Honolulu Roofing Company (HRC) recently completed the installation of a sustainable green roof at Turtle Bay Resort on Oahu’s North Shore. According to HRC Vice President Dan Jaeger, the green roofing project covered approximately 60,000 square feet of the hotel’s lower flat roof areas and included a landscape mix of river rock and mostly Hawaiian native seashore plant gardens. “The combination of the project size, its intricate design, sustainable elements, and the sensitivity to provide a serene and inspiring view for the resort’s hotel guests make this project unique in comparison to other resorts in Hawaii and around the world,” he said. Segments of the project installation included demo/removal work, new single-ply and skylight installations, as well as landscape design work and installation of the green roofs and rocks.

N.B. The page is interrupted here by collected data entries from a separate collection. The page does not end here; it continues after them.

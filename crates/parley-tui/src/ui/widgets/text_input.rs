//! Multi-line text input state.

/// State for a text input, managing content and cursor position.
///
/// The cursor is a character index, so multi-byte input edits cleanly.
#[derive(Debug, Clone, Default)]
pub struct TextInputState {
    /// The text content.
    content: String,
    /// Cursor position (character index).
    pub cursor: usize,
}

impl TextInputState {
    /// Create a new empty text input state.
    pub fn new() -> Self {
        Self::default()
    }

    /// Get the current content.
    pub fn content(&self) -> &str {
        &self.content
    }

    /// Check if the content is empty.
    pub fn is_empty(&self) -> bool {
        self.content.is_empty()
    }

    /// Number of characters in the content.
    pub fn len(&self) -> usize {
        self.content.chars().count()
    }

    /// Clear the content.
    pub fn clear(&mut self) {
        self.content.clear();
        self.cursor = 0;
    }

    /// Byte offset of a character index.
    fn byte_offset(&self, char_idx: usize) -> usize {
        self.content
            .char_indices()
            .nth(char_idx)
            .map_or(self.content.len(), |(i, _)| i)
    }

    /// Insert a character at the cursor position.
    pub fn insert(&mut self, ch: char) {
        let at = self.byte_offset(self.cursor);
        self.content.insert(at, ch);
        self.cursor += 1;
    }

    /// Insert a string at the cursor position.
    pub fn insert_str(&mut self, s: &str) {
        let at = self.byte_offset(self.cursor);
        self.content.insert_str(at, s);
        self.cursor += s.chars().count();
    }

    /// Delete the character before the cursor (backspace).
    pub fn backspace(&mut self) {
        if self.cursor > 0 {
            self.cursor -= 1;
            let at = self.byte_offset(self.cursor);
            self.content.remove(at);
        }
    }

    /// Delete the character at the cursor (delete).
    pub fn delete(&mut self) {
        if self.cursor < self.len() {
            let at = self.byte_offset(self.cursor);
            self.content.remove(at);
        }
    }

    /// Move cursor left.
    pub fn move_left(&mut self) {
        self.cursor = self.cursor.saturating_sub(1);
    }

    /// Move cursor right.
    pub fn move_right(&mut self) {
        if self.cursor < self.len() {
            self.cursor += 1;
        }
    }

    /// Move cursor to start.
    pub fn move_home(&mut self) {
        self.cursor = 0;
    }

    /// Move cursor to end.
    pub fn move_end(&mut self) {
        self.cursor = self.len();
    }
}

#[cfg(test)]
mod tests {
    use super::*;

    #[test]
    fn test_text_input_state_basic() {
        let mut state = TextInputState::new();
        assert!(state.is_empty());

        state.insert('H');
        state.insert('i');
        assert_eq!(state.content(), "Hi");
        assert_eq!(state.cursor, 2);

        state.backspace();
        assert_eq!(state.content(), "H");

        state.clear();
        assert!(state.is_empty());
    }

    #[test]
    fn test_text_input_state_cursor_movement() {
        let mut state = TextInputState::new();
        state.insert_str("Hello");

        state.move_left();
        state.move_left();
        assert_eq!(state.cursor, 3);

        state.insert('X');
        assert_eq!(state.content(), "HelXlo");

        state.move_home();
        assert_eq!(state.cursor, 0);
        state.delete();
        assert_eq!(state.content(), "elXlo");

        state.move_end();
        assert_eq!(state.cursor, 5);
        state.move_right();
        assert_eq!(state.cursor, 5);
    }

    #[test]
    fn test_text_input_state_multibyte() {
        let mut state = TextInputState::new();
        state.insert_str("héllo");
        state.move_left();
        state.move_left();
        state.move_left();
        state.backspace();
        assert_eq!(state.content(), "hllo");

        state.insert('ü');
        assert_eq!(state.content(), "hüllo");
        assert_eq!(state.cursor, 2);
    }

    #[test]
    fn test_clear_resets_cursor() {
        let mut state = TextInputState::new();
        state.insert_str("message");
        assert_eq!(state.len(), 7);
        state.clear();
        assert!(state.is_empty());
        assert_eq!(state.cursor, 0);
    }
}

Scott McCormack, vice president of real estate for Replay Resorts and Turtle Bay Resort, said, “With the recent installation of the solar PV system atop the 450-room Turtle Bay Hotel, these conservation projects complement our efforts to be more ‘green’ with our operations, as we fulfill our vision for a more sustainable future of Turtle Bay Resort while contributing to the state’s goal of reaching 70 percent energy independence by 2030.”
Turtle Bay Resort initiated the green roof project to replace its outdated roof membrane, improve its energy efficiency and reduce greenhouse gas emissions while also enhancing guest room views. The green roof materials included a layout design of river rocks in various colors and shapes. Native Hawaiian plants include Nehe (vine) and Akulikuli (short succulent grass). Other low-maintenance plants used are Carex (longer, bright green grass) and Sedum (a hardy flowering plant). Two herb gardens, 6 by 18 feet, were also planted near the roof elevator areas that provide fresh local herbs and produce used by the hotel’s restaurants as part of the resort’s farm-to-table emphasis. A plant irrigation system tied to moisture meters was also installed to conserve water. The new design on the lower roofs was a collaboration of Division Seven Consulting of Hawaii Inc., landscape architect Walters Kimura Motoda Inc. and architect Robert Alexander Lazo. In addition, Hui Ku Maoli Ola also contributed to some of the vegetative and rock garden design.
Commercial Roofing & Waterproofing Inc. (CRW) was named the general contractor, and its vice president, Larry Young, oversaw the project since work began in August 2013. The project’s first task was to remove three layers of roofs that were installed one on top of the other. The existing layers included two layers of BUR with red cinder rock and over 8 inches of spray foam roofing. The existing red cinder rock roofing needed to be removed in reusable condition so the owners could utilize it in other areas of the resort. In addition, there was approximately 50 yards of dirt 3 feet deep that was removed discretely in 5-gallon buckets with no disruption or trace on the premises. HRC discovered rusted metal under the original roof that that was also replaced with a new solid substrate metal decking. According to Jaeger, the entire removal process spanned over six months.
Jaeger said that Firestone roofing products were selected because of their functionality, excellent performance track record and guaranteed long-term warranty. The finished product also provides an aesthetically pleasing view to enhance the hotel guest experience while maintaining a natural ambience that blends with the surrounding area. The roofing products used at Turtle Bay Resort included Firestone Single-Ply TPO Membrane, Water-Based Single-Ply Bonding Adhesive, 5/8-inch DensDeck Prime, I.S.O. Stick Insulation Adhesive, Tapered Insulation, V-Force Vapor Barrier and V-Force Water-Based Primer applied over the existing lightweight concrete. The completed roof system was topped with Firestone’s SkyScape Low Profile Multilayer green roofing system. Firestone UC-3 standing seam metal roof panels were also installed on the adjacent lower roof decks.
The landscaped river rock roof used approximately 500 tons of rocks to fill the design of the green roof. The rocks were specified to meet rooftop wind ratings. The loading process took approximately 90 days to complete using a HRC 10-man crew. One pallet at a time was delivered to the loading site and then hand carried up to the roofs.
During the project, 400 Firestone standing seam roof panels were carefully installed by hand, using three HRC crew per panel. The standing seam roofs can now be found covering both the resort’s spa and the Pa`akai Restaurant.
“This is the largest and most unique green roof project that HRC has been involved with in the hospitality industry. The results are outstanding, and we are very pleased with the design ingenuity and our ability to accommodate and respect the hotel’s need for our crews to be non-disruptive,” said Jaeger.